— Directions for this task —
Please keep to the lines below from the one with "if self.scale == 0" through the one with "assert_eq!(parsed.run_time(), default.run_time());", and restate them word for word, ends included.

— Given information —
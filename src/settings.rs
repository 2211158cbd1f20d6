//! Command-line and environment settings.
//!
//! Every option has a compiled-in default from [`crate::config`], so running the
//! binary with no arguments reproduces the stock dashboard: 1 s clock, 2 s
//! telemetry, random seed, robot active and online.

use std::path::PathBuf;
use std::time::Duration;

use clap::Parser;

use crate::config::{
    CLOCK_INTERVAL_MS,
    DEFAULT_RUN_SECS,
    DEFAULT_SCALE,
    DEFAULT_SNAPSHOT,
    TELEMETRY_INTERVAL_MS,
};
use crate::error::ConfigError;
use crate::telemetry::MAX_ALERTS;

/// Solar Bot telemetry dashboard.
#[derive(Parser, Debug, Clone)]
#[command(name = "solar-bot", version, about = "Solar Bot telemetry dashboard simulator")]
pub struct Settings {
    /// Window pixel scale
    #[arg(long, env = "SOLAR_BOT_SCALE", default_value_t = DEFAULT_SCALE)]
    pub scale: u32,

    /// Clock updater period in milliseconds
    #[arg(long, env = "SOLAR_BOT_CLOCK_MS", default_value_t = CLOCK_INTERVAL_MS)]
    pub clock_interval_ms: u64,

    /// Telemetry simulator period in milliseconds
    #[arg(long, env = "SOLAR_BOT_TELEMETRY_MS", default_value_t = TELEMETRY_INTERVAL_MS)]
    pub telemetry_interval_ms: u64,

    /// Seed for the telemetry RNG (random when omitted)
    #[arg(long, env = "SOLAR_BOT_SEED")]
    pub seed: Option<u64>,

    /// Render without a window and save the final frame as PNG
    #[arg(long)]
    pub headless: bool,

    /// Output path for the headless snapshot
    #[arg(long, env = "SOLAR_BOT_SNAPSHOT", default_value = DEFAULT_SNAPSHOT)]
    pub snapshot: PathBuf,

    /// Headless run length in seconds
    #[arg(long, default_value_t = DEFAULT_RUN_SECS)]
    pub run_secs: u64,

    /// Seed the alert list with a simulated fault (repeatable)
    #[arg(long = "fault", value_name = "MESSAGE")]
    pub faults: Vec<String>,

    /// Start with the robot paused (charging)
    #[arg(long)]
    pub paused: bool,

    /// Start with the link down
    #[arg(long)]
    pub offline: bool,

    /// Verbose logging (debug level)
    #[arg(short, long)]
    pub verbose: bool,
}

impl Settings {
    /// Reject settings the dashboard cannot run with.
    pub fn validate(&self) -> Result<(), ConfigError> {
        if self.clock_interval_ms == 0 {
            return Err(ConfigError::ZeroInterval { name: "clock" });
        }
        if self.telemetry_interval_ms == 0 {
            return Err(ConfigError::ZeroInterval { name: "telemetry" });
        }
        if self.scale == 0 {
            return Err(ConfigError::ZeroScale);
        }
        if self.run_secs == 0 {
            return Err(ConfigError::ZeroRunTime);
        }
        if self.faults.len() > MAX_ALERTS {
            return Err(ConfigError::TooManyFaults {
                given: self.faults.len(),
                max: MAX_ALERTS,
            });
        }
        Ok(())
    }

    /// Clock updater period.
    #[inline]
    pub const fn clock_interval(&self) -> Duration {
        Duration::from_millis(self.clock_interval_ms)
    }

    /// Telemetry simulator period.
    #[inline]
    pub const fn telemetry_interval(&self) -> Duration {
        Duration::from_millis(self.telemetry_interval_ms)
    }

    /// Headless run length.
    #[inline]
    pub const fn run_time(&self) -> Duration {
        Duration::from_secs(self.run_secs)
    }
}

impl Default for Settings {
    fn default() -> Self {
        Self {
            scale: DEFAULT_SCALE,
            clock_interval_ms: CLOCK_INTERVAL_MS,
            telemetry_interval_ms: TELEMETRY_INTERVAL_MS,
            seed: None,
            headless: false,
            snapshot: PathBuf::from(DEFAULT_SNAPSHOT),
            run_secs: DEFAULT_RUN_SECS,
            faults: Vec::new(),
            paused: false,
            offline: false,
            verbose: false,
        }
    }
}

#[cfg(test)]
mod tests {
    use super::*;
    use crate::config::{CLOCK_INTERVAL, TELEMETRY_INTERVAL};

    #[test]
    fn test_defaults_match_config() {
        let settings = Settings::default();
        assert_eq!(settings.clock_interval(), CLOCK_INTERVAL);
        assert_eq!(settings.telemetry_interval(), TELEMETRY_INTERVAL);
        assert!(settings.validate().is_ok(), "Default settings should validate");
    }

    #[test]
    fn test_empty_command_line_matches_default() {
        let parsed = Settings::try_parse_from(["solar-bot"]).expect("no flags should parse");
        let default = Settings::default();

        assert_eq!(parsed.scale, default.scale, "CLI and Default scale should agree");
        assert_eq!(parsed.clock_interval(), default.clock_interval());
        assert_eq!(parsed.telemetry_interval(), default.telemetry_interval());
        assert_eq!(parsed.run_time(), default.run_time());
        assert_eq!(parsed.snapshot, default.snapshot);
        assert!(parsed.seed.is_none() && parsed.faults.is_empty());
    }

    #[test]
    fn test_parse_flags() {
        let settings = Settings::try_parse_from([
            "solar-bot",
            "--seed",
            "42",
            "--telemetry-interval-ms",
            "500",
            "--fault",
            "Brush motor stall",
            "--fault",
            "Panel 12 obstructed",
            "--paused",
            "--headless",
        ])
        .expect("flags should parse");

        assert_eq!(settings.seed, Some(42));
        assert_eq!(settings.telemetry_interval(), Duration::from_millis(500));
        assert_eq!(settings.faults, vec!["Brush motor stall", "Panel 12 obstructed"]);
        assert!(settings.paused);
        assert!(settings.headless);
        assert!(!settings.offline);
    }

    #[test]
    fn test_reject_zero_intervals() {
        let settings = Settings {
            clock_interval_ms: 0,
            ..Settings::default()
        };
        assert_eq!(settings.validate(), Err(ConfigError::ZeroInterval { name: "clock" }));

        let settings = Settings {
            telemetry_interval_ms: 0,
            ..Settings::default()
        };
        assert_eq!(settings.validate(), Err(ConfigError::ZeroInterval { name: "telemetry" }));
    }

    #[test]
    fn test_reject_zero_scale_and_run_time() {
        let settings = Settings {
            scale: 0,
            ..Settings::default()
        };
        assert_eq!(settings.validate(), Err(ConfigError::ZeroScale));

        let settings = Settings {
            run_secs: 0,
            ..Settings::default()
        };
        assert_eq!(settings.validate(), Err(ConfigError::ZeroRunTime));
    }

    #[test]
    fn test_reject_too_many_faults() {
        let settings = Settings {
            faults: vec!["fault".into(); MAX_ALERTS + 1],
            ..Settings::default()
        };
        assert_eq!(
            settings.validate(),
            Err(ConfigError::TooManyFaults {
                given: MAX_ALERTS + 1,
                max: MAX_ALERTS
            })
        );
    }
}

— Response box —
        if self.scale == 0 {
            return Err(ConfigError::ZeroScale);
        }
        if self.run_secs == 0 {
            return Err(ConfigError::ZeroRunTime);
        }
        if self.faults.len() > MAX_ALERTS {
            return Err(ConfigError::TooManyFaults {
                given: self.faults.len(),
                max: MAX_ALERTS,
            });
        }
        Ok(())
    }

    /// Clock updater period.
    #[inline]
    pub const fn clock_interval(&self) -> Duration {
        Duration::from_millis(self.clock_interval_ms)
    }

    /// Telemetry simulator period.
    #[inline]
    pub const fn telemetry_interval(&self) -> Duration {
        Duration::from_millis(self.telemetry_interval_ms)
    }

    /// Headless run length.
    #[inline]
    pub const fn run_time(&self) -> Duration {
        Duration::from_secs(self.run_secs)
    }
}

impl Default for Settings {
    fn default() -> Self {
        Self {
            scale: DEFAULT_SCALE,
            clock_interval_ms: CLOCK_INTERVAL_MS,
            telemetry_interval_ms: TELEMETRY_INTERVAL_MS,
            seed: None,
            headless: false,
            snapshot: PathBuf::from(DEFAULT_SNAPSHOT),
            run_secs: DEFAULT_RUN_SECS,
            faults: Vec::new(),
            paused: false,
            offline: false,
            verbose: false,
        }
    }
}

#[cfg(test)]
mod tests {
    use super::*;
    use crate::config::{CLOCK_INTERVAL, TELEMETRY_INTERVAL};

    #[test]
    fn test_defaults_match_config() {
        let settings = Settings::default();
        assert_eq!(settings.clock_interval(), CLOCK_INTERVAL);
        assert_eq!(settings.telemetry_interval(), TELEMETRY_INTERVAL);
        assert!(settings.validate().is_ok(), "Default settings should validate");
    }

    #[test]
    fn test_empty_command_line_matches_default() {
        let parsed = Settings::try_parse_from(["solar-bot"]).expect("no flags should parse");
        let default = Settings::default();

        assert_eq!(parsed.scale, default.scale, "CLI and Default scale should agree");
        assert_eq!(parsed.clock_interval(), default.clock_interval());
        assert_eq!(parsed.telemetry_interval(), default.telemetry_interval());
        assert_eq!(parsed.run_time(), default.run_time());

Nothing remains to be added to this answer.